A unique characteristic of nuclear energy is that used fuel may be separated from other components and reused as new fuel. For instance, the nuclear materials contained in a spent rod from a nuclear power plant can be reprocessed and reused to produce new fuel rods. Practically all nuclear materials, including uranium and plutonium, can be reprocessed in this manner.
Fuel elements, including fuel rods in nuclear reactors, become unusable not so much on account of actual depletion of the fissionable fuel values, but because of the accumulation within the element of fission products. These fission products can interfere with the neutron flux within the reactor. Consequently, fuel elements are withdrawn from the reactor long before the fuel values are anywhere near to being completely consumed. The withdrawn or used nuclear fuel (sometimes referred to as spent fuel rods) have significant fuel value. At the same time, it is desirable to recover the valuable by-products of reactor operation, the transmutation products such as plutonium, which is a fissionable fuel, and certain isotopes of the fission products which are useful in many different fields and have many different applications.
Many research reactor fuel assemblies or fuel plates contain a nuclear material in combination with aluminum, such as a uranium-aluminum alloy or a uranium aluminide dispersed in a continuous aluminum phase. Aluminum is also widely used as a fuel element cladding material because it has a relatively low neutron absorption cross-section and has excellent physical and chemical properties. One type of aluminum used as a cladding material includes 1100 aluminum. Other alloys include 6061 and 6063.
A conventional process for recovering nuclear materials from used nuclear fuel is a dissolution process during which the aluminum material is dissolved. In one embodiment, the process for recovering fissionable materials is an aqueous process during which the fuel elements are dissolved in an acidic solution. Fuel elements containing an aluminum-uranium alloy contained in aluminum cladding, for instance, may be dissolved in a mercury-catalyzed, nitric acid flowsheet.

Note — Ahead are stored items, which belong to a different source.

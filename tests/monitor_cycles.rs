// tests/monitor_cycles.rs
//
// Scheduler-level tests with a scripted fetcher and a recording notifier:
// seed suppression, exactly-once notification, fetch-failure resilience,
// forced-check equivalence, overlap skipping, idempotent start.

use std::collections::{HashMap, VecDeque};
use std::sync::atomic::{AtomicBool, AtomicUsize, Ordering};
use std::sync::{Arc, Mutex};
use std::time::Duration;

use async_trait::async_trait;

use release_monitor::detector::{ChangeDetector, Transition};
use release_monitor::notify::{DeliveryError, Notify};
use release_monitor::scheduler::{CycleStatus, PollScheduler, SourceOutcome};
use release_monitor::source::fetcher::VersionFetch;
use release_monitor::source::{ExtractionRule, FetchError, SourceDescriptor};
use release_monitor::store::VersionStore;

fn descriptor(id: &str) -> SourceDescriptor {
    SourceDescriptor {
        id: id.into(),
        title: format!("{id} release"),
        url: format!("https://example.invalid/{id}"),
        rule: ExtractionRule::PagePattern {
            pattern: r"\d+(?:\.\d+)*".into(),
        },
        link: None,
        color: 0x5865F2,
    }
}

/// Returns one scripted step per fetch, in order. An exhausted script keeps
/// returning the last step.
#[derive(Default)]
struct ScriptedFetcher {
    scripts: Mutex<HashMap<String, VecDeque<Result<String, String>>>>,
}

impl ScriptedFetcher {
    fn script(&self, id: &str, steps: &[Result<&str, &str>]) {
        let queue = steps
            .iter()
            .map(|s| s.map(str::to_string).map_err(str::to_string))
            .collect();
        self.scripts.lock().unwrap().insert(id.to_string(), queue);
    }
}

#[async_trait]
impl VersionFetch for ScriptedFetcher {
    async fn fetch(&self, d: &SourceDescriptor) -> Result<String, FetchError> {
        let mut scripts = self.scripts.lock().unwrap();
        let queue = scripts
            .get_mut(&d.id)
            .unwrap_or_else(|| panic!("no script for source {}", d.id));
        let step = if queue.len() > 1 {
            queue.pop_front().unwrap()
        } else {
            queue.front().cloned().expect("empty script")
        };
        step.map_err(FetchError::Network)
    }
}

#[derive(Default)]
struct RecordingNotifier {
    sent: Mutex<Vec<(String, String, String)>>,
    attempts: AtomicUsize,
    fail: AtomicBool,
}

impl RecordingNotifier {
    fn sent(&self) -> Vec<(String, String, String)> {
        self.sent.lock().unwrap().clone()
    }
}

#[async_trait]
impl Notify for RecordingNotifier {
    async fn dispatch(&self, t: &Transition) -> Result<(), DeliveryError> {
        self.attempts.fetch_add(1, Ordering::SeqCst);
        if self.fail.load(Ordering::SeqCst) {
            return Err(DeliveryError::Sink("sink unreachable".into()));
        }
        self.sent
            .lock()
            .unwrap()
            .push((t.source.id.clone(), t.old.clone(), t.new.clone()));
        Ok(())
    }
}

fn build(
    sources: Vec<SourceDescriptor>,
    fetcher: Arc<ScriptedFetcher>,
    notifier: Arc<RecordingNotifier>,
) -> Arc<PollScheduler> {
    let store = Arc::new(VersionStore::new());
    let detector = Arc::new(ChangeDetector::new(fetcher, store));
    Arc::new(PollScheduler::new(
        sources,
        detector,
        notifier,
        Duration::from_secs(300),
    ))
}

#[tokio::test]
async fn seed_then_change_notifies_exactly_once_per_transition() {
    let fetcher = Arc::new(ScriptedFetcher::default());
    fetcher.script(
        "appstore",
        &[Ok("59.0"), Ok("59.0"), Ok("60.0"), Ok("60.0"), Ok("61.0")],
    );
    let notifier = Arc::new(RecordingNotifier::default());
    let scheduler = build(vec![descriptor("appstore")], fetcher, notifier.clone());

    let first = scheduler.run_cycle().await;
    assert_eq!(first.status, CycleStatus::Completed);
    assert!(matches!(
        first.sources[0].outcome,
        SourceOutcome::Seeded { ref version } if version == "59.0"
    ));

    for _ in 0..4 {
        scheduler.run_cycle().await;
    }

    assert_eq!(
        notifier.sent(),
        vec![
            ("appstore".to_string(), "59.0".to_string(), "60.0".to_string()),
            ("appstore".to_string(), "60.0".to_string(), "61.0".to_string()),
        ]
    );
}

#[tokio::test]
async fn failing_source_never_blocks_the_other() {
    let fetcher = Arc::new(ScriptedFetcher::default());
    fetcher.script("appstore", &[Err("connection refused")]);
    fetcher.script("webpage", &[Ok("1.0"), Ok("2.0")]);
    let notifier = Arc::new(RecordingNotifier::default());
    let scheduler = build(
        vec![descriptor("appstore"), descriptor("webpage")],
        fetcher,
        notifier.clone(),
    );

    let first = scheduler.run_cycle().await;
    let second = scheduler.run_cycle().await;

    for report in [&first, &second] {
        let appstore = report
            .sources
            .iter()
            .find(|s| s.source == "appstore")
            .unwrap();
        assert!(matches!(appstore.outcome, SourceOutcome::FetchFailed { .. }));
    }

    assert_eq!(
        notifier.sent(),
        vec![("webpage".to_string(), "1.0".to_string(), "2.0".to_string())]
    );
}

#[tokio::test]
async fn forced_check_with_unchanged_version_is_silent() {
    let fetcher = Arc::new(ScriptedFetcher::default());
    fetcher.script("appstore", &[Ok("59.0")]);
    let notifier = Arc::new(RecordingNotifier::default());
    let scheduler = build(vec![descriptor("appstore")], fetcher, notifier.clone());

    scheduler.run_cycle().await; // seeds

    let forced = scheduler.trigger_manual_check().await;
    assert_eq!(forced.status, CycleStatus::Completed);
    assert!(matches!(
        forced.sources[0].outcome,
        SourceOutcome::Unchanged { ref version } if version == "59.0"
    ));
    assert!(notifier.sent().is_empty());
}

#[tokio::test]
async fn delivery_failure_is_not_retried_next_cycle() {
    let fetcher = Arc::new(ScriptedFetcher::default());
    fetcher.script("appstore", &[Ok("59.0"), Ok("60.0"), Ok("60.0")]);
    let notifier = Arc::new(RecordingNotifier::default());
    notifier.fail.store(true, Ordering::SeqCst);
    let scheduler = build(vec![descriptor("appstore")], fetcher, notifier.clone());

    scheduler.run_cycle().await; // seeds 59.0

    let second = scheduler.run_cycle().await;
    match &second.sources[0].outcome {
        SourceOutcome::Changed {
            delivered,
            delivery_error,
            ..
        } => {
            assert!(!delivered);
            assert!(delivery_error.is_some());
        }
        other => panic!("expected changed outcome, got {other:?}"),
    }

    // Store already holds 60.0, so the failed notification is gone for good.
    let third = scheduler.run_cycle().await;
    assert!(matches!(
        third.sources[0].outcome,
        SourceOutcome::Unchanged { ref version } if version == "60.0"
    ));
    assert_eq!(notifier.attempts.load(Ordering::SeqCst), 1);
}

/// Holds every fetch until released, to keep a cycle in flight.
struct StallingFetcher {
    release: tokio::sync::Notify,
}

#[async_trait]
impl VersionFetch for StallingFetcher {
    async fn fetch(&self, _d: &SourceDescriptor) -> Result<String, FetchError> {
        self.release.notified().await;
        Ok("1.0".into())
    }
}

#[tokio::test]
async fn manual_check_while_running_is_skipped_not_queued() {
    let fetcher = Arc::new(StallingFetcher {
        release: tokio::sync::Notify::new(),
    });
    let notifier = Arc::new(RecordingNotifier::default());
    let store = Arc::new(VersionStore::new());
    let detector = Arc::new(ChangeDetector::new(fetcher.clone(), store));
    let scheduler = Arc::new(PollScheduler::new(
        vec![descriptor("appstore")],
        detector,
        notifier,
        Duration::from_secs(300),
    ));

    let running = tokio::spawn({
        let scheduler = Arc::clone(&scheduler);
        async move { scheduler.run_cycle().await }
    });
    // Let the first cycle take the gate and park in its fetch.
    tokio::time::sleep(Duration::from_millis(50)).await;

    let second = scheduler.trigger_manual_check().await;
    assert_eq!(second.status, CycleStatus::Skipped);
    assert!(second.sources.is_empty());

    fetcher.release.notify_waiters();
    let first = running.await.unwrap();
    assert_eq!(first.status, CycleStatus::Completed);
}

#[tokio::test]
async fn start_is_idempotent_and_shuts_down_cleanly() {
    let fetcher = Arc::new(ScriptedFetcher::default());
    fetcher.script("appstore", &[Ok("59.0")]);
    let notifier = Arc::new(RecordingNotifier::default());
    let scheduler = build(vec![descriptor("appstore")], fetcher, notifier);

    let handle = Arc::clone(&scheduler).start().expect("first start");
    assert!(Arc::clone(&scheduler).start().is_none(), "second start must no-op");

    // First tick fires immediately and seeds the source.
    tokio::time::sleep(Duration::from_millis(100)).await;
    scheduler.shutdown();
    handle.await.unwrap();
}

After the fuel is dissolved in the solution, the uranium can be recovered from the aluminum and fission products. The dissolution process must be carefully controlled to ensure that the used nuclear fuel dissolves at an acceptable rate without producing unacceptable amounts of off-gas.
The off-gas generation rate during nuclear fuel dissolution changes depending upon many factors. Thus, the off-gas generation rate is never constant. Off-gases that are produced include nitrogen oxides, hydrogen gas, in addition to volatile fission product gases, such as krypton, xenon and iodine vapor. The mechanisms that impact off-gas concentrations and species that produce the above gases during the course of dissolution are complex and are not well understood. Spikes in the generation of off-gases, however, can produce significant amounts of hydrogen gas which may rise above safety levels in the processing plant.
In view of the above, a need exists for a method or technique that can control a metal dissolution process. In particular, a need exists for a control mechanism that can control a metal dissolution process, particularly an aluminum dissolution process, in order to make sure that the metal dissolves at an acceptable rate and/or to prevent excessive gas generation rates for, in one embodiment, increasing the safety of the process.